Uma noite, depois de Dobbe lhe ter um copo de leite com bolachas, ele começou a fazer-lhe perguntas: de onde tinha vindo; quem eram os seus pais; e porque não se tinha casado. Dobbe ficou surpresa. Nunca ninguém lhe perguntara estas coisas. Ela contou-lhe a sua história em voz baixa e ficou até às onze da noite. O seu pai fora moço de fretes num talho kosher. A mãe depenara galinhas num matadouro. A família viveu numa cave do número 19 da Rua do Mercado. Quando ela tinha dez anos começara a trabalhar como criada. O seu patrão era um receptador que comprava mercadoria roubada aos ladrões na praça. Dobbe tinha um irmão que foi para o exército russo e nunca mais voltou. A irmã casara com um cocheiro de Praga e morrera ao dar à luz. Dobbe contou as batalhas entre o submundo e os revolucionários em 1905; falou-lhe do cego Itche e da sua quadrilha e de como eles cobravam dinheiro aos comerciantes em troca de protecção, dos criminosos que atacavam rapazes e raparigas que passeavam nas tardes de sábado se não lhes dessem dinheiro. Falou também de proxenetas que vagueavam pelas ruas em carroças raptando moças novas para serem vendidas em Buenos Aires. Dobbe jurou até que um homem a tentou seduzir a entrar num bordel, mas que ela conseguiu fugir. Queixou-se de milhares de males de que tinha sido vítima. Tinha sido roubada; tinham-lhe roubado o namorado; uma vendedora sua inimiga vazara um dia gasolina na sua cesta de pão; o seu próprio primo, o sapateiro, tinha-a feito perder uma centena de rublos antes de partir para a América. O Dr. Fischelson ouvia atentamente. Fazia-lhe perguntas, abanava a cabeça, suspirava.
“Bem, acreditas em Deus?” perguntou ele finalmente.
“Não sei”, respondeu ela. “E você acredita?”
“Sim, acredito.”
“Então porque não vai à sinagoga?” perguntou ela.
“Deus está em todo o lado. Na sinagoga. No mercado. Neste mesmo quarto. Nós próprios fazemos parte de Deus”, respondeu ele.
“Não diga essas coisas que me assusta”, disse Dobbe.
Ela saiu do quarto e o Dr. Fischelson ficou com a certeza que ela se tinha ido deitar. Mas ficou sem perceber porque não tinha ela dito “boa noite.” “Assustei-a com a minha filosofia”, pensou ele. Momentos depois ouviu-lhe os passos. Ele entrou no quarto carregando uma pilha de roupa, como se fosse uma vendedora ambulante.

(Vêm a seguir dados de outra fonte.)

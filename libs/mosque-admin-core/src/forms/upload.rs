//! Prayer-times upload form

use super::require;
use crate::error::FieldErrors;
use crate::models::{PrayerTimesUploadQuery, UploadFile, UploadFileType};
use crate::resources::prayer_times_upload::UploadPrayerTimes;
use mosque_admin_common::{
    file_extension, ACCEPTED_UPLOAD_EXTENSIONS, ACCEPTED_UPLOAD_MIME_TYPES, MAX_UPLOAD_SIZE,
    MAX_UPLOAD_YEAR, MIN_UPLOAD_YEAR,
};

/// Check a timetable file's size and format
///
/// A file is accepted when its content type is CSV/Excel or its name ends in
/// one of the accepted extensions.
///
/// # Errors
/// Returns the user-facing reason the file was rejected
pub fn validate_upload_file(file: &UploadFile) -> Result<(), &'static str> {
    if file.size() > MAX_UPLOAD_SIZE {
        return Err("File size must be less than 10MB");
    }

    let mime_ok = file
        .content_type
        .as_deref()
        .is_some_and(|ct| ACCEPTED_UPLOAD_MIME_TYPES.contains(&ct));
    let extension_ok = file_extension(&file.name)
        .is_some_and(|ext| ACCEPTED_UPLOAD_EXTENSIONS.contains(&ext.as_str()));

    if mime_ok || extension_ok {
        Ok(())
    } else {
        Err("Only CSV and Excel files are accepted")
    }
}

/// State of the upload page
#[derive(Debug, Clone, PartialEq, Eq)]
pub struct PrayerTimesUploadForm {
    pub mosque_id: String,
    pub year: i32,
    /// Explicit file type; detected from the file name when unset
    pub file_type: Option<UploadFileType>,
    pub file: Option<UploadFile>,
}

impl PrayerTimesUploadForm {
    #[must_use]
    pub fn new(mosque_id: impl Into<String>, year: i32) -> Self {
        Self {
            mosque_id: mosque_id.into(),
            year,
            file_type: None,
            file: None,
        }
    }

    /// Attach a file, detecting its type from the name
    #[must_use]
    pub fn with_file(mut self, file: UploadFile) -> Self {
        self.file_type = Some(UploadFileType::detect(&file.name));
        self.file = Some(file);
        self
    }

    /// Validate and turn into an upload request
    ///
    /// # Errors
    /// Returns field errors for a missing mosque, a year outside 2000–2100,
    /// or a missing, oversized or unsupported file
    pub fn into_request(self) -> Result<UploadPrayerTimes, FieldErrors> {
        let mut errors = FieldErrors::new();
        require(&mut errors, "mosque_id", &self.mosque_id, "Mosque ID is required");

        if self.year < MIN_UPLOAD_YEAR {
            errors.insert("year", format!("Year must be {MIN_UPLOAD_YEAR} or later"));
        } else if self.year > MAX_UPLOAD_YEAR {
            errors.insert("year", format!("Year must be {MAX_UPLOAD_YEAR} or earlier"));
        }

        let Some(file) = self.file else {
            errors.insert("file", "Please upload a file");
            return Err(errors);
        };
        if let Err(message) = validate_upload_file(&file) {
            errors.insert("file", message);
        }

        let file_type = self
            .file_type
            .unwrap_or_else(|| UploadFileType::detect(&file.name));

        errors.into_result(UploadPrayerTimes {
            query: PrayerTimesUploadQuery {
                mosque_id: self.mosque_id.trim().to_string(),
                year: self.year,
                file_type,
            },
            file,
        })
    }
}

#[cfg(test)]
mod tests {
    use super::*;
    use crate::test_utils::TEST_MOSQUE_ID;

    fn csv(name: &str, size: usize) -> UploadFile {
        UploadFile::new(name, Some("text/csv"), vec![b'x'; size])
    }

    #[test]
    fn test_valid_upload() {
        let request = PrayerTimesUploadForm::new(TEST_MOSQUE_ID, 2024)
            .with_file(csv("times.csv", 128))
            .into_request()
            .unwrap();
        assert_eq!(request.query.year, 2024);
        assert_eq!(request.query.file_type, UploadFileType::Csv);
        assert_eq!(request.file.size(), 128);
    }

    #[test]
    fn test_file_type_detected_from_extension() {
        let file = UploadFile::new("times.xlsx", None, vec![1, 2, 3]);
        let request = PrayerTimesUploadForm::new(TEST_MOSQUE_ID, 2024)
            .with_file(file)
            .into_request()
            .unwrap();
        assert_eq!(request.query.file_type, UploadFileType::Xls);
    }

    #[test]
    fn test_year_bounds() {
        for (year, ok) in [(1999, false), (2000, true), (2100, true), (2101, false)] {
            let result = PrayerTimesUploadForm::new(TEST_MOSQUE_ID, year)
                .with_file(csv("t.csv", 1))
                .into_request();
            assert_eq!(result.is_ok(), ok, "year {year}");
        }
    }

    #[test]
    fn test_missing_file_and_mosque() {
        let errors = PrayerTimesUploadForm::new(" ", 2024)
            .into_request()
            .unwrap_err();
        assert_eq!(errors.get("file"), Some("Please upload a file"));
        assert_eq!(errors.get("mosque_id"), Some("Mosque ID is required"));
    }

    #[test]
    fn test_file_size_limit() {
        let limit = usize::try_from(MAX_UPLOAD_SIZE).unwrap();
        assert!(validate_upload_file(&csv("t.csv", limit)).is_ok());
        assert_eq!(
            validate_upload_file(&csv("t.csv", limit + 1)),
            Err("File size must be less than 10MB")
        );
    }

    #[test]
    fn test_file_format_rules() {
        // Accepted by content type alone
        let by_mime = UploadFile::new("export", Some("application/vnd.ms-excel"), vec![0]);
        assert!(validate_upload_file(&by_mime).is_ok());

        // Accepted by extension alone
        let by_name = UploadFile::new("times.XLS", Some("application/octet-stream"), vec![0]);
        assert!(validate_upload_file(&by_name).is_ok());

        let pdf = UploadFile::new("times.pdf", Some("application/pdf"), vec![0]);
        assert_eq!(
            validate_upload_file(&pdf),
            Err("Only CSV and Excel files are accepted")
        );
    }
}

“Queria-lhe mostrar isto. É o meu enxoval”, disse ela. E começou a desdobrar vestidos sobre a cadeira – de lã, de seda, de veludo. Tirando um vestido de cada vez, ela segurava-os contra o seu corpo. Mostrou-lhe tudo o que tinha no enxoval – roupa interior, sapatos, meias.
“Não sou gastadora. Sou muito poupada. Tenho dinheiro suficiente para ir para a América”, disse-lhe ela.
Depois fez-se silêncio e a sua cara ficou vermelha como um tijolo. Ela olhou para o Dr. Fischelson pelo canto do olho, tímida, curiosa. O corpo do Dr. Fischelson começou a tremer como se ele tivesse febre. “Muito bonito… coisas muito bonitas”, disse ele. Com as sobrancelhas arqueadas, puxou pela barba com dois dedos. Um sorriso triste apoderou-se da sua boca desdentada e os seus grandes olhos agitados, olhando à distância através da janela do sótão, sorriam também melancolicamente.